Let's understand this in a few examples:

import numpy as np

a = np.linspace(0.02, 2, 10)

print('Linear Sequence from 0.02 to 2:', a)

print('Length:', len(a))

output

Linear Sequence from 0.02 to 2: [0.02 0.24 0.46 0.68 0.9  1.12 1.34 1.56 1.78 2.  ]

Length: 10

The above snippet produces an even sequence of 0.02 to 2, which contains 10 elements.

## The endpoint keyword parameter

If you don't want to include the last point in the sequence calculation, you can use another keyword parameter, ``` endpoint ``` to set it to ``` False ``` (True ``` True ``` by default)

import numpy as np

a = np.linspace(0.02, 2, 10, endpoint=False)

print('Linear Sequence from 0.02 to 2:', a)

print('Length:', len(a))

output

Linear Sequence from 0.02 to 2: [0.02  0.218 0.416 0.614 0.812 1.01  1.208 1.406 1.604 1.802]

Length: 10

As you can see, the last point (2) is not included in the sequence, so the steps are different, which results in a completely different sequence.
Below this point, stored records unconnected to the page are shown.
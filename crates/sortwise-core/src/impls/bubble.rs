//! BubbleSort - 隣接要素を比較して交換するソート
//!
//! 交換は `>` のときだけ行うので、等しい値の相対順序は保たれます（安定）。

use crate::domain::Comparable;
use crate::ports::SortStrategy;

#[derive(Debug, Clone, Copy, Default)]
pub struct BubbleSort;

impl BubbleSort {
    pub fn new() -> Self {
        Self
    }
}

impl SortStrategy for BubbleSort {
    fn perform_sort<T: Comparable + Clone>(&self, input: &mut [T]) {
        let n = input.len();
        if n < 2 {
            return;
        }

        // 各パスの後、input[i] には未確定範囲の最大値が入る
        for i in (1..n).rev() {
            for j in 0..i {
                if input[j].value_of() > input[j + 1].value_of() {
                    input.swap(j, j + 1);
                }
            }
        }
    }
}

#[cfg(test)]
mod tests {
    use super::*;
    use rstest::rstest;

    #[rstest]
    #[case::empty(vec![], vec![])]
    #[case::single(vec![7], vec![7])]
    #[case::pair_swapped(vec![2, 1], vec![1, 2])]
    #[case::reversed(vec![5, 4, 3, 2, 1], vec![1, 2, 3, 4, 5])]
    #[case::duplicates(vec![3, 1, 3, 0, 1], vec![0, 1, 1, 3, 3])]
    #[case::negatives(vec![0, -5, 12, -5], vec![-5, -5, 0, 12])]
    fn sorts_ascending(#[case] input: Vec<i64>, #[case] expected: Vec<i64>) {
        let mut input = input;
        BubbleSort::new().perform_sort(&mut input);
        assert_eq!(input, expected);
    }

    #[test]
    fn equal_values_keep_their_order() {
        // (key, tag): key だけで比較する
        #[derive(Debug, Clone, PartialEq)]
        struct Tagged(i64, char);
        impl Comparable for Tagged {
            fn value_of(&self) -> i64 {
                self.0
            }
        }

        let mut input = vec![Tagged(2, 'a'), Tagged(1, 'b'), Tagged(2, 'c'), Tagged(1, 'd')];
        BubbleSort.perform_sort(&mut input);
        assert_eq!(
            input,
            vec![Tagged(1, 'b'), Tagged(1, 'd'), Tagged(2, 'a'), Tagged(2, 'c')]
        );
    }
}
## The retstep keyword parameter

This is a Boolean optional parameter, if specified, and also returns the step and sequence array, resulting in a tuple as output

import numpy as np

a = np.linspace(0.02, 2, 10, retstep=True)

print('Linear Sequence from 0.02 to 2:', a)

print('Length:', len(a))

output

Linear Sequence from 0.02 to 2: (array([0.02, 0.24, 0.46, 0.68, 0.9 , 1.12, 1.34, 1.56, 1.78, 2.  ]), 0.22)

Length: 2

Because the output is a tuple, its length is 2 instead of 10!

## Axis keyword parameters

This sets the axis in the result to store the sample. Use it only if the start and endpoint are array data types.

By default ``` axis=0 ``` sampling is done along the new axis inserted at the beginning. We can use ``` axis=-1 ``` to get the shaft at the end.

import numpy as np

p = np.array([[1, 2], [3, 4]])

q = np.array([[5, 6], [7, 8]])

r = np.linspace(p, q, 3, axis=0)

print(r)

s = np.linspace(p, q, 3, axis=1)

print(s)

output

array([[[1., 2.],

[3., 4.]],

[[3., 4.],

[5., 6.]],

[[5., 6.],

[7., 8.]]])

array([[[1., 2.],

[3., 4.],

[5., 6.]],

[[3., 4.],

[5., 6.],

[7., 8.]]])

In the first case, we get the sequence limit from the first axis because ``` axis = 0 ```

Here, the limits are the sub-array pairs ``` [1, 2] and [5,6] ``` ``` [3, 4] and [7,8] ``` which are taken from the first axis of ``` p ``` and ``` q ``` Now we compare the corresponding elements in the result pair to generate the sequence.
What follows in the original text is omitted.